- Christina Koch assumiu a responsabilidade pelo reparo do UWMS, sistema que gerencia urina e fezes a bordo da Orion, após uma luz de falha no painel antes de uma manobra.
- A falha foi considerada pontual, relacionado ao tempo em que o sistema ficou inativo, exigindo um aquecimento inicial.
- Durante o ajuste, a tripulação utilizou bolsas de contingência para urina; o uso de resíduos sólidos permaneceu estável.
- A Artemis 2 deixou a órbita da Terra na manha de 2 de abril, em direção à Lua, numa missão de teste de dez dias que não prevê pouso na superfície.
- O retorno está previsto para a Orion pousar no Oceano Pacífico, próximo a San Diego, após fotografias da superfície lunar e observações do lado oculto durante a passagem ao redor da Lua.

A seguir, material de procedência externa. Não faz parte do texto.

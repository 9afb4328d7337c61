#![warn(missing_docs)]

//! QubitLock core: compression (Zstd/LZ4), transit encryption, SHA-256 integrity tree, pluggable storage
//!
//! Store path:    Data → Compress (by extension, only if smaller) → Encrypt (gateway) → Integrity root → Persist
//! Retrieve path: Persist → Verify root → Decrypt (gateway) → Decompress → Data

pub mod compression;
pub mod config;
pub mod content_type;
pub mod error;
pub mod gateway;
pub mod integrity;
pub mod metrics;
pub mod models;
pub mod pipeline;
pub mod storage;

pub use compression::{CompressionAlgorithm, CompressionOutcome, CompressionSelector, SkipReason};
pub use config::{FeatureFlags, QubitLockConfig, StorageConfig, VaultConfig};
pub use content_type::detect_content_type;
pub use error::{ErrorKind, QubitLockError, Result};
pub use gateway::{EncryptionGateway, MockGateway, TransitClient};
pub use integrity::{compute_root, verify_root};
pub use metrics::{MetricsSnapshot, PipelineMetrics};
pub use models::{EncryptOptions, EncryptedPackage, FileMetadata, HealthStatus};
pub use pipeline::{ContentPipeline, PipelineConfig};
pub use storage::{FileRepository, InMemoryFileRepository, LocalFileRepository, DEFAULT_LIST_LIMIT};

Christina Koch reparou o UWMS, o sistema que gerencia urina e fezes a bordo, após identificar uma luz de falha no painel pouco antes de uma manobra orbital inicial. A tripulação agiu rapidamente para manter operação da cápsula Orion.
A costura técnica foi tratada como falha pontual, associada ao tempo de inatividade do equipamento. O sistema precisou de aquecimento para retornar a funcionamento estável, segundo Koch.

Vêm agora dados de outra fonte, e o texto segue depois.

//! In-process gateway for tests and local development.
//!
//! NOT A KEY-MANAGEMENT SERVICE: the AES-256-GCM key lives in process memory and
//! dies with it. Tokens look like `mock:v1:<base64(nonce || ciphertext)>`.

use std::sync::atomic::{AtomicBool, AtomicU64, Ordering};

use aes_gcm::{aead::Aead, Aes256Gcm, KeyInit, Nonce};
use async_trait::async_trait;
use base64::{engine::general_purpose::STANDARD, Engine as _};
use rand::RngCore;
use zeroize::Zeroizing;

use super::EncryptionGateway;
use crate::error::{QubitLockError, Result};

const TOKEN_PREFIX: &str = "mock:v1:";
const NONCE_LEN: usize = 12;

/// Gateway double that encrypts locally and counts calls.
pub struct MockGateway {
    key: Zeroizing<[u8; 32]>,
    online: AtomicBool,
    encrypt_calls: AtomicU64,
    decrypt_calls: AtomicU64,
}

impl std::fmt::Debug for MockGateway {
    fn fmt(&self, f: &mut std::fmt::Formatter<'_>) -> std::fmt::Result {
        f.debug_struct("MockGateway")
            .field("key", &"[REDACTED]")
            .field("online", &self.is_online())
            .finish()
    }
}

impl Default for MockGateway {
    fn default() -> Self {
        Self::new()
    }
}

impl MockGateway {
    /// Create a gateway with a fresh random key.
    pub fn new() -> Self {
        let mut key = Zeroizing::new([0u8; 32]);
        rand::thread_rng().fill_bytes(&mut key[..]);
        Self {
            key,
            online: AtomicBool::new(true),
            encrypt_calls: AtomicU64::new(0),
            decrypt_calls: AtomicU64::new(0),
        }
    }

    /// Simulate the service going away (`false`) or coming back (`true`).
    pub fn set_online(&self, online: bool) {
        self.online.store(online, Ordering::SeqCst);
    }

    /// Whether calls currently succeed
    pub fn is_online(&self) -> bool {
        self.online.load(Ordering::SeqCst)
    }

    /// Number of encrypt calls received
    pub fn encrypt_calls(&self) -> u64 {
        self.encrypt_calls.load(Ordering::Relaxed)
    }

    /// Number of decrypt calls received
    pub fn decrypt_calls(&self) -> u64 {
        self.decrypt_calls.load(Ordering::Relaxed)
    }

    fn cipher(&self) -> Result<Aes256Gcm> {
        Aes256Gcm::new_from_slice(&self.key[..])
            .map_err(|e| QubitLockError::Gateway(e.to_string()))
    }

    fn ensure_online(&self) -> Result<()> {
        if self.is_online() {
            Ok(())
        } else {
            Err(QubitLockError::Gateway("mock gateway offline".into()))
        }
    }
}

#[async_trait]
impl EncryptionGateway for MockGateway {
    async fn encrypt(&self, plaintext: &[u8]) -> Result<String> {
        self.encrypt_calls.fetch_add(1, Ordering::Relaxed);
        self.ensure_online()?;

        let mut nonce = [0u8; NONCE_LEN];
        rand::thread_rng().fill_bytes(&mut nonce);
        let ciphertext = self
            .cipher()?
            .encrypt(Nonce::from_slice(&nonce), plaintext)
            .map_err(|e| QubitLockError::Gateway(e.to_string()))?;

        let mut blob = nonce.to_vec();
        blob.extend_from_slice(&ciphertext);
        Ok(format!("{}{}", TOKEN_PREFIX, STANDARD.encode(blob)))
    }

    async fn decrypt(&self, ciphertext: &str) -> Result<Vec<u8>> {
        self.decrypt_calls.fetch_add(1, Ordering::Relaxed);
        self.ensure_online()?;

        let encoded = ciphertext
            .strip_prefix(TOKEN_PREFIX)
            .ok_or_else(|| QubitLockError::Gateway("unrecognized ciphertext token".into()))?;
        let blob = STANDARD
            .decode(encoded)
            .map_err(|e| QubitLockError::Gateway(format!("invalid token encoding: {e}")))?;
        if blob.len() < NONCE_LEN {
            return Err(QubitLockError::Gateway("ciphertext token too short".into()));
        }
        let (nonce, body) = blob.split_at(NONCE_LEN);
        self.cipher()?
            .decrypt(Nonce::from_slice(nonce), body)
            .map_err(|_| QubitLockError::Gateway("authentication tag mismatch".into()))
    }

    async fn health(&self) -> bool {
        self.is_online()
    }
}

#[cfg(test)]
mod tests {
    use super::*;

    #[tokio::test]
    async fn roundtrip() {
        let gw = MockGateway::new();
        let token = gw.encrypt(b"secret").await.unwrap();
        assert!(token.starts_with(TOKEN_PREFIX));
        assert_eq!(gw.decrypt(&token).await.unwrap(), b"secret");
        assert_eq!(gw.encrypt_calls(), 1);
        assert_eq!(gw.decrypt_calls(), 1);
    }

    #[tokio::test]
    async fn tokens_are_randomized() {
        let gw = MockGateway::new();
        let a = gw.encrypt(b"same").await.unwrap();
        let b = gw.encrypt(b"same").await.unwrap();
        assert_ne!(a, b);
    }

    #[tokio::test]
    async fn tampered_token_fails() {
        let gw = MockGateway::new();
        let token = gw.encrypt(b"secret").await.unwrap();
        let mut blob = STANDARD.decode(&token[TOKEN_PREFIX.len()..]).unwrap();
        let last = blob.len() - 1;
        blob[last] ^= 0xff;
        let tampered = format!("{}{}", TOKEN_PREFIX, STANDARD.encode(blob));
        assert!(matches!(
            gw.decrypt(&tampered).await,
            Err(QubitLockError::Gateway(_))
        ));
    }

    #[tokio::test]
    async fn other_instance_cannot_decrypt() {
        let token = MockGateway::new().encrypt(b"secret").await.unwrap();
        assert!(MockGateway::new().decrypt(&token).await.is_err());
    }

    #[tokio::test]
    async fn offline_gateway_fails_calls() {
        let gw = MockGateway::new();
        gw.set_online(false);
        assert!(!gw.health().await);
        assert!(gw.encrypt(b"x").await.is_err());
        gw.set_online(true);
        assert!(gw.health().await);
        assert!(gw.encrypt(b"x").await.is_ok());
    }
}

Durante o período de instabilidade, soluções de contingência foram acionadas. Bolsas especiais passaram a coletar urina, enquanto o manejo de resíduos sólidos permaneceu em operação.
A missão Artemis 2 é um voo de teste com duração de 10 dias. A nave Orion deixará a órbita da Terra para orbitar a Lua, sem pouso, antes de retornar à Terra.
Na segunda etapa da missão, prevista para 6 de abril, os quatro astronautas devem fotografar a superfície lunar em alta resolução e observar o lado oculto. O retorno deverá ocorrer no Oceano Pacífico, próximo a San Diego.
Objetivo central da missão é avaliar o desempenho da nave e os efeitos do espaço profundo na tripulação, incluindo radiação e interação com sistemas automatizados. O empreendimento marca a primeira volta ao redor da Lua desde 1972.